I am Diabetic. I run two tests every morning and every evening. They are NEVER the same value on my meter. One might be 110 and the other 116. The difference of 6 as a percentage of 110 would be clinically "insignificant." If one was 110 and the other was 128, that would be clinically "significant" and warranty repeat testing, and perhaps other investigations if that variability continued between each test value. That's why labs runs calibration of the instrument and control samples to ensure method and test performance stability. Each test has its normal reference range in accordance with the method and that method's accuracy (closeness to the true value) and precision (reproducibility). There are quality control method rules that every lab follows to guarantee efficacy of the test method.
"That said"...a value of 0.1 ng/ml and 0.14 ng/ml is actually a 40% difference, and therefore will likely be considered "clinically significant" by the urologist. The math is obvious: the smaller the value, the greater any seemingly "small" incremental increase might seem insignificant, but that 0.04 ng/ml increase from 0.1 to 0.14 will likely be considered clinically significant. For those wondering why the physician wants to start radiation or other therapies as soon as you hit 0.2 ng/ml, after several < 0.1 ng/ml, think about it: you might say, "but it is only 0.1 ng/ml higher than the last value", but...that 0.2 ng/ml is a "100%" increase...it doubled from 0.1 to 0.2, .since the previous measurement. Hope this helps.

I just want to make sure that this comment is clarified, because it is not at all true:

" ...but I am also reading that early BCR with doubling rates < 6 months puts 5 year survival at < 20%. "

This would be more accurate:

Research has shown that while a short PSADT is a negative prognostic factor, the 5-year survival rate is not as low as the statement suggests. Several studies have shown that for patients with BCR and a short PSADT, the risk is more focused on the development of distant metastases and a shorter time to death from prostate cancer, rather than a low 5-year overall survival. A large-scale analysis of men with BCR after prostatectomy found that those with a short PSADT had a significantly increased risk of developing distant metastases, but the 5-year metastasis-free survival was still well over 50%.
Additionally, the overall cancer-specific survival for men with biochemical recurrence is generally quite high, with some studies reporting 10-year cancer-specific survival rates of over 90% after salvage therapies like radiation. This shows that even with a high-risk feature like a short PSADT, many patients can still have a good prognosis due to effective follow-up treatments.
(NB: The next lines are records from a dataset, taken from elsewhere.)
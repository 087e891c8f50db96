//! Bar timeframes and their millisecond durations.

use serde::{Deserialize, Serialize};
use std::fmt;
use std::str::FromStr;

const MINUTE_MS: i64 = 60_000;

/// Candle duration supported by the venue.
#[derive(Debug, Clone, Copy, Default, PartialEq, Eq, Hash, Serialize, Deserialize)]
#[serde(try_from = "String", into = "String")]
pub enum Timeframe {
    M1,
    M3,
    #[default]
    M5,
    M15,
    M30,
    H1,
    H2,
    H4,
    H6,
    H8,
    H12,
    D1,
    D3,
    W1,
}

impl Timeframe {
    pub const ALL: [Timeframe; 14] = [
        Timeframe::M1,
        Timeframe::M3,
        Timeframe::M5,
        Timeframe::M15,
        Timeframe::M30,
        Timeframe::H1,
        Timeframe::H2,
        Timeframe::H4,
        Timeframe::H6,
        Timeframe::H8,
        Timeframe::H12,
        Timeframe::D1,
        Timeframe::D3,
        Timeframe::W1,
    ];

    /// Venue interval string (`5m`, `1h`, `1d`, ...).
    pub fn as_str(self) -> &'static str {
        match self {
            Timeframe::M1 => "1m",
            Timeframe::M3 => "3m",
            Timeframe::M5 => "5m",
            Timeframe::M15 => "15m",
            Timeframe::M30 => "30m",
            Timeframe::H1 => "1h",
            Timeframe::H2 => "2h",
            Timeframe::H4 => "4h",
            Timeframe::H6 => "6h",
            Timeframe::H8 => "8h",
            Timeframe::H12 => "12h",
            Timeframe::D1 => "1d",
            Timeframe::D3 => "3d",
            Timeframe::W1 => "1w",
        }
    }

    /// Duration of one bar in milliseconds.
    pub fn duration_ms(self) -> i64 {
        let minutes = match self {
            Timeframe::M1 => 1,
            Timeframe::M3 => 3,
            Timeframe::M5 => 5,
            Timeframe::M15 => 15,
            Timeframe::M30 => 30,
            Timeframe::H1 => 60,
            Timeframe::H2 => 120,
            Timeframe::H4 => 240,
            Timeframe::H6 => 360,
            Timeframe::H8 => 480,
            Timeframe::H12 => 720,
            Timeframe::D1 => 1_440,
            Timeframe::D3 => 4_320,
            Timeframe::W1 => 10_080,
        };
        minutes * MINUTE_MS
    }
}

impl fmt::Display for Timeframe {
    fn fmt(&self, f: &mut fmt::Formatter<'_>) -> fmt::Result {
        f.write_str(self.as_str())
    }
}

#[derive(Debug, Clone, PartialEq, Eq, thiserror::Error)]
#[error("unknown timeframe '{0}'")]
pub struct UnknownTimeframe(pub String);

impl FromStr for Timeframe {
    type Err = UnknownTimeframe;

    fn from_str(s: &str) -> Result<Self, Self::Err> {
        Timeframe::ALL
            .iter()
            .copied()
            .find(|tf| tf.as_str() == s)
            .ok_or_else(|| UnknownTimeframe(s.to_string()))
    }
}

impl TryFrom<String> for Timeframe {
    type Error = UnknownTimeframe;

    fn try_from(value: String) -> Result<Self, Self::Error> {
        value.parse()
    }
}

impl From<Timeframe> for String {
    fn from(tf: Timeframe) -> Self {
        tf.as_str().to_string()
    }
}

#[cfg(test)]
mod tests {
    use super::*;

    #[test]
    fn five_minutes_in_ms() {
        assert_eq!(Timeframe::M5.duration_ms(), 300_000);
    }

    #[test]
    fn parse_roundtrips_every_variant() {
        for tf in Timeframe::ALL {
            assert_eq!(tf.as_str().parse::<Timeframe>().unwrap(), tf);
        }
    }

    #[test]
    fn unknown_string_is_rejected() {
        let err = "7m".parse::<Timeframe>().unwrap_err();
        assert_eq!(err.to_string(), "unknown timeframe '7m'");
    }

    #[test]
    fn default_is_five_minutes() {
        assert_eq!(Timeframe::default(), Timeframe::M5);
    }
}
Following up on that very comprehensive analysis by @smoore4 I would ask your team about ADT (Orgovyx) in conjunction with another type of T receptor blocker.
I am not a RO but your pathology - and subsequent post surgical PSA - suggests a more aggressive cancer; you would probably benefit by having the both the T spigot turned off AND the T receptor cells on any PCa cells outside the prostate blocked.
A recent post pointed out that T is produced in the gut in men on ADT, so even if your own natural T production is suppressed by Orgovyx or Lupron, other metabolic pathways can arise to produce it.
Phil

And they are watching the velocity too. 2 years post RP I went BCR and the adt and radiation. Currently in the waiting period for my first post combo test in September. Rolling with my increasing energy and living my best life until then.